NPD zieht in Landtag ein
Zugegeben, aktuell ist die Meldung nicht: NPD zieht in Landtag ein. Sie ist ziemlich genau 50 Jahre alt. Die Reaktionen darauf ähneln aber auf verblüffende Weise solchen aus der heutigen Zeit – auf die AfD.
Am 30. April 1968, also bis fast auf den Tag genau vor 50 Jahren, zog die rechtsextreme Nationaldemokratische Partei Deutschlands (NPD) mit 9,8 Prozent Wählerstimmen in den Landtag von Baden-Württemberg ein. Das Wahlergebnis war für die Partei das bislang erfolgreichste bei einer überregionalen Wahl in der Bundesrepublik. Es stellte gleichzeitig einen Höhepunkt dar, denn an diesen Erfolg konnte sie dort nie wieder anschließen. Der erhoffte Einzug in den Deutschen Bundestag im Jahr 1969 scheiterte mit nur 4,3 Prozent der Stimmen. (Nebenbei bemerkt: Im Jahr 2004 konnte die NPD mit 9,2 Prozent der Stimmen auch zum ersten Mal in den Sächsischen Landtag einziehen. Bei der darauf folgenden Landtagswahl 2009 gelang ihr mit 5,6 Prozent der Wiedereinzug, bevor sie bei der Landtagswahl 2014 knapp an der 5-Prozent-Hürde scheiterte. Aber wir beschäftigen uns hier wegen der Parallelen zu heute nur mit Baden-Württemberg.)
Reaktionen auf das Wahlergebnis der NPD
Nicht nur im Ausland, wo der Wahlerfolg der NPD, der übrigens „aus dem Stand heraus“ erfolgte (!), mit „großer Bestürzung“ und mit Besorgnis über „ein bedrohliches Wiederaufleben des nationalsozialistischen Geistes“ kommentiert wurde, auch in Deutschland reagierte die etablierte Politik.
So appellierte der damalige Bundeskanzler Kurt Georg Kiesinger, dessen frühere Mitgliedschaft in der NSDAP kurz vorher an den Tag kam, dass „jeder in seinem Bereich“ den Kampf gegen die NPD aufnehmen solle. Allerdings führte der vormalige Ministerpräsident von Baden-Württemberg (bis 1966) den Wahlerfolg der NPD auch auf die „jahrelange Hetze gegen die eigene Geschichte und das gesunde Selbstvertrauen“ des deutschen Volkes zurück. Vom damaligen baden-württembergischen Ministerpräsidenten Hans Filbinger, später ebenso der NSDAP-Mitgliedschaft überführt, sind keine Reaktionen überliefert.

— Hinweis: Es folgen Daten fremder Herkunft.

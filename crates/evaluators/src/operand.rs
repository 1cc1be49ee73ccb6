//! Operand resolution: turning one side of a comparison into a value.
use crate::context::{ElementContext, ancestor};
use crate::error::EvaluatorError;
use crate::name::{Namespaces, QualifiedName};
use std::borrow::Cow;
use xselect_xpath::ast::format_number;
use xselect_xpath::{Axis, Expression, NodeTest, NodeTypeTest, Step};

/// One side of a comparison, resolved against the element of the owning step.
#[derive(Debug, Clone, PartialEq)]
pub enum Operand {
    Literal(String),
    Number(f64),
    /// `@name`, optionally preceded by `up` parent steps (`../@name`).
    Attribute { name: QualifiedName, up: usize },
    /// `text()` or `.`, optionally preceded by `up` parent steps.
    Text { up: usize },
}

/// A resolved operand.
#[derive(Debug, Clone, PartialEq)]
pub enum Value {
    String(String),
    Number(f64),
}

impl Value {
    /// The numeric reading of the value, if it has one.
    pub fn as_number(&self) -> Option<f64> {
        match self {
            Value::Number(n) => Some(*n),
            Value::String(s) => parse_number(s),
        }
    }

    pub fn as_string(&self) -> Cow<'_, str> {
        match self {
            Value::String(s) => Cow::Borrowed(s),
            Value::Number(n) => Cow::Owned(format_number(*n)),
        }
    }
}

/// Parses the XPath number syntax: optional minus, digits, optional fraction.
/// Unlike `f64::from_str` this rejects `inf`, `NaN` and exponents.
pub fn parse_number(text: &str) -> Option<f64> {
    let trimmed = text.trim();
    let unsigned = trimmed.strip_prefix('-').unwrap_or(trimmed);
    let mut digits = 0;
    let mut dots = 0;
    for c in unsigned.chars() {
        match c {
            '0'..='9' => digits += 1,
            '.' => dots += 1,
            _ => return None,
        }
    }
    if digits == 0 || dots > 1 {
        return None;
    }
    trimmed.parse().ok()
}

impl Operand {
    /// Builds an operand from one side of a comparison expression.
    pub fn from_expression(
        expr: &Expression,
        namespaces: &Namespaces,
    ) -> Result<Self, EvaluatorError> {
        match expr {
            Expression::Literal(s) => Ok(Operand::Literal(s.clone())),
            Expression::Number(n) => Ok(Operand::Number(*n)),
            Expression::Negate(inner) => match inner.as_ref() {
                Expression::Number(n) => Ok(Operand::Number(-n)),
                _ => Err(EvaluatorError::unsupported(
                    expr,
                    "only numeric literals can be negated",
                )),
            },
            Expression::Path(path) if !path.is_absolute => {
                path_operand(expr, &path.steps, namespaces)
            }
            Expression::Path(_) => Err(EvaluatorError::unsupported(
                expr,
                "absolute paths cannot be resolved against the context element",
            )),
            other => Err(EvaluatorError::unsupported(
                expr,
                format!("{} expressions are not supported as operands", other.kind()),
            )),
        }
    }

    pub fn is_numeric_literal(&self) -> bool {
        matches!(self, Operand::Number(_))
    }

    pub fn reads_text(&self) -> bool {
        matches!(self, Operand::Text { .. })
    }

    /// Resolves the operand against `element`, the element of the owning step.
    /// A missing element, ancestor or attribute resolves to the empty string.
    pub fn resolve<E: ElementContext>(&self, element: Option<&E>) -> Value {
        match self {
            Operand::Literal(s) => Value::String(s.clone()),
            Operand::Number(n) => Value::Number(*n),
            Operand::Attribute { name, up } => Value::String(
                element
                    .and_then(|e| ancestor(e, *up))
                    .and_then(|e| e.attribute(name).map(str::to_string))
                    .unwrap_or_default(),
            ),
            Operand::Text { up } => Value::String(
                element
                    .and_then(|e| ancestor(e, *up))
                    .map(|e| e.text().into_owned())
                    .unwrap_or_default(),
            ),
        }
    }
}

fn is_plain_step(step: &Step, axis: Axis) -> bool {
    step.axis == axis
        && step.predicates.is_empty()
        && matches!(
            step.node_test,
            NodeTest::NodeType(NodeTypeTest::Node) | NodeTest::Wildcard
        )
}

/// Accepts `(.|..)* (@name | text())?`.
fn path_operand(
    expr: &Expression,
    steps: &[Step],
    namespaces: &Namespaces,
) -> Result<Operand, EvaluatorError> {
    let mut up = 0;
    let mut rest = steps;
    while let Some((first, tail)) = rest.split_first() {
        if is_plain_step(first, Axis::Parent) {
            up += 1;
        } else if !is_plain_step(first, Axis::SelfAxis) {
            break;
        }
        rest = tail;
    }

    match rest {
        [] => Ok(Operand::Text { up }),
        [last] if !last.predicates.is_empty() => Err(EvaluatorError::unsupported(
            expr,
            "predicates inside operands are not supported",
        )),
        [last] => match (&last.axis, &last.node_test) {
            (Axis::Attribute, NodeTest::Name(raw)) => match namespaces.attribute_name(raw) {
                Some(name) => Ok(Operand::Attribute { name, up }),
                None => Err(EvaluatorError::unsupported(
                    expr,
                    format!("namespace prefix of '{}' is not bound", raw),
                )),
            },
            (Axis::Attribute, NodeTest::Wildcard) => Err(EvaluatorError::AmbiguousOperand {
                expression: expr.to_string(),
            }),
            (Axis::Child, NodeTest::NodeType(NodeTypeTest::Text)) => Ok(Operand::Text { up }),
            _ => Err(EvaluatorError::unsupported(
                expr,
                "only attributes and text() of the context element or its ancestors can be compared",
            )),
        },
        _ => Err(EvaluatorError::unsupported(
            expr,
            "multi-step paths into child elements cannot be evaluated while streaming",
        )),
    }
}

#[cfg(test)]
mod tests {
    use super::*;
    use crate::testing::create_order_document;
    use xselect_xpath::parse_expression;

    fn operand(text: &str) -> Result<Operand, EvaluatorError> {
        let ns = Namespaces::new().with("ord", "urn:orders");
        Operand::from_expression(&parse_expression(text).unwrap(), &ns)
    }

    #[test]
    fn test_operand_kinds() {
        assert_eq!(operand("'x'").unwrap(), Operand::Literal("x".into()));
        assert_eq!(operand("4").unwrap(), Operand::Number(4.0));
        assert_eq!(operand("-4").unwrap(), Operand::Number(-4.0));
        assert_eq!(
            operand("@sku").unwrap(),
            Operand::Attribute {
                name: QualifiedName::new("sku"),
                up: 0
            }
        );
        assert_eq!(
            operand("../../@ord:id").unwrap(),
            Operand::Attribute {
                name: QualifiedName::with_namespace("urn:orders", "id"),
                up: 2
            }
        );
        assert_eq!(operand("text()").unwrap(), Operand::Text { up: 0 });
        assert_eq!(operand(".").unwrap(), Operand::Text { up: 0 });
        assert_eq!(operand("../text()").unwrap(), Operand::Text { up: 1 });
        assert_eq!(operand("..").unwrap(), Operand::Text { up: 1 });
    }

    #[test]
    fn test_rejected_operands() {
        assert!(matches!(
            operand("@*"),
            Err(EvaluatorError::AmbiguousOperand { .. })
        ));
        assert!(matches!(
            operand("@x:id"),
            Err(EvaluatorError::UnsupportedExpression { .. })
        ));
        assert!(matches!(
            operand("name"),
            Err(EvaluatorError::UnsupportedExpression { .. })
        ));
        assert!(matches!(
            operand("/order/@id"),
            Err(EvaluatorError::UnsupportedExpression { .. })
        ));
        assert!(matches!(
            operand("string-length(@sku)"),
            Err(EvaluatorError::UnsupportedExpression { .. })
        ));
    }

    #[test]
    fn test_resolve_against_element() {
        let doc = create_order_document();
        let item = doc.element(2);
        let sku = operand("@sku").unwrap();
        let status = operand("../@status").unwrap();
        let missing = operand("@missing").unwrap();
        let too_high = operand("../../@status").unwrap();

        assert_eq!(sku.resolve(Some(&item)), Value::String("A1".into()));
        assert_eq!(status.resolve(Some(&item)), Value::String("open".into()));
        assert_eq!(missing.resolve(Some(&item)), Value::String(String::new()));
        assert_eq!(too_high.resolve(Some(&item)), Value::String(String::new()));
        assert_eq!(
            operand("text()").unwrap().resolve(Some(&item)),
            Value::String("Pen".into())
        );
        assert_eq!(sku.resolve::<crate::testing::MockElement<'_>>(None), Value::String(String::new()));
    }

    #[test]
    fn test_parse_number() {
        assert_eq!(parse_number("10"), Some(10.0));
        assert_eq!(parse_number(" 9.50 "), Some(9.5));
        assert_eq!(parse_number("-3"), Some(-3.0));
        assert_eq!(parse_number(".5"), Some(0.5));
        assert_eq!(parse_number(""), None);
        assert_eq!(parse_number("NaN"), None);
        assert_eq!(parse_number("inf"), None);
        assert_eq!(parse_number("1e3"), None);
        assert_eq!(parse_number("1.2.3"), None);
        assert_eq!(parse_number("-"), None);
    }

    #[test]
    fn test_value_string_forms() {
        assert_eq!(Value::Number(2.0).as_string(), "2");
        assert_eq!(Value::String("abc".into()).as_number(), None);
    }
}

In einem Leitartikel in der Frankfurter Rundschau sah der frühere Redakteur und Ressortleiter Karl-Hermann Flach die Ursache für den Wahlerfolg in der durch „die Große Koalition nicht beseitigte[n] Lücke zwischen Wort und Wahrheit in unserer Politik“ begründet.
Die Parallelen zu heute
Die Parallelen zu heute sind unverkennbar! Die aktuellen Wahlerfolge der Alternative für Deutschland (AfD) werden, diesmal allerdings von der Partei und ihren Anhängern selbst, ebenso gern auf einen vermeintlich falschen Umgang mit der Geschichte, hier besonders der Nazizeit und des Faschismus, zurückgeführt. Und hat sich an der „nicht beseitigte[n] Lücke zwischen Wort und Wahrheit in unserer Politik“ der auch heute regierenden Großen Koalition etwas geändert? Auch diese vermag die AfD für ihre Zwecke zu nutzen.

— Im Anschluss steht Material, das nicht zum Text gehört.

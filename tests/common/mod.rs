#![allow(dead_code)]

pub mod fixtures;

use xselect::evaluators::Namespaces;
use xselect::{EvaluationMode, Filter, Match, SelectError, Selector};

pub type TestResult = Result<(), Box<dyn std::error::Error>>;

pub fn init_logging() {
    let _ = env_logger::builder().is_test(true).try_init();
}

/// Builds a filter from `(name, path)` pairs.
pub fn filter(
    mode: EvaluationMode,
    namespaces: &Namespaces,
    selectors: &[(&str, &str)],
) -> Result<Filter, SelectError> {
    selectors
        .iter()
        .try_fold(Filter::new(mode), |filter, (name, path)| {
            Ok(filter.with_selector(*name, Selector::compile(path, namespaces)?))
        })
}

/// Runs the same selectors in both modes and checks that they agree.
pub fn run_both(
    xml: &str,
    namespaces: &Namespaces,
    selectors: &[(&str, &str)],
) -> Result<Vec<Match>, SelectError> {
    let tree = filter(EvaluationMode::Tree, namespaces, selectors)?.run(xml)?;
    let stream = filter(EvaluationMode::Stream, namespaces, selectors)?.run(xml)?;
    assert_eq!(tree, stream, "tree and stream runs disagree for {:?}", selectors);
    Ok(tree)
}

/// `(selector, path)` pairs, for compact assertions.
pub fn paths(matches: &[Match]) -> Vec<(&str, &str)> {
    matches
        .iter()
        .map(|m| (m.selector.as_str(), m.path.as_str()))
        .collect()
}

Geschichte wiederholt sich?
Nein, das tut sie nicht. Aber aus der Geschichte nichts zu lernen, das gehört wohl dazu, wenn es heute zwar nicht heißt: NPD zieht in Landtag ein, sondern: AfD zieht in Landtage und in den Bundestag ein! Und dass die AfD nach rechts grenzenlos offen ist, wurde hier schon behandelt.
(Zitate aus der Frankfurter Rundschau vom 30. April 2018, die aus Anlass von 50 Jahren ’68 an jedem Tag dieses Jahres aus alten Ausgaben des Jahres 1968 zitiert.)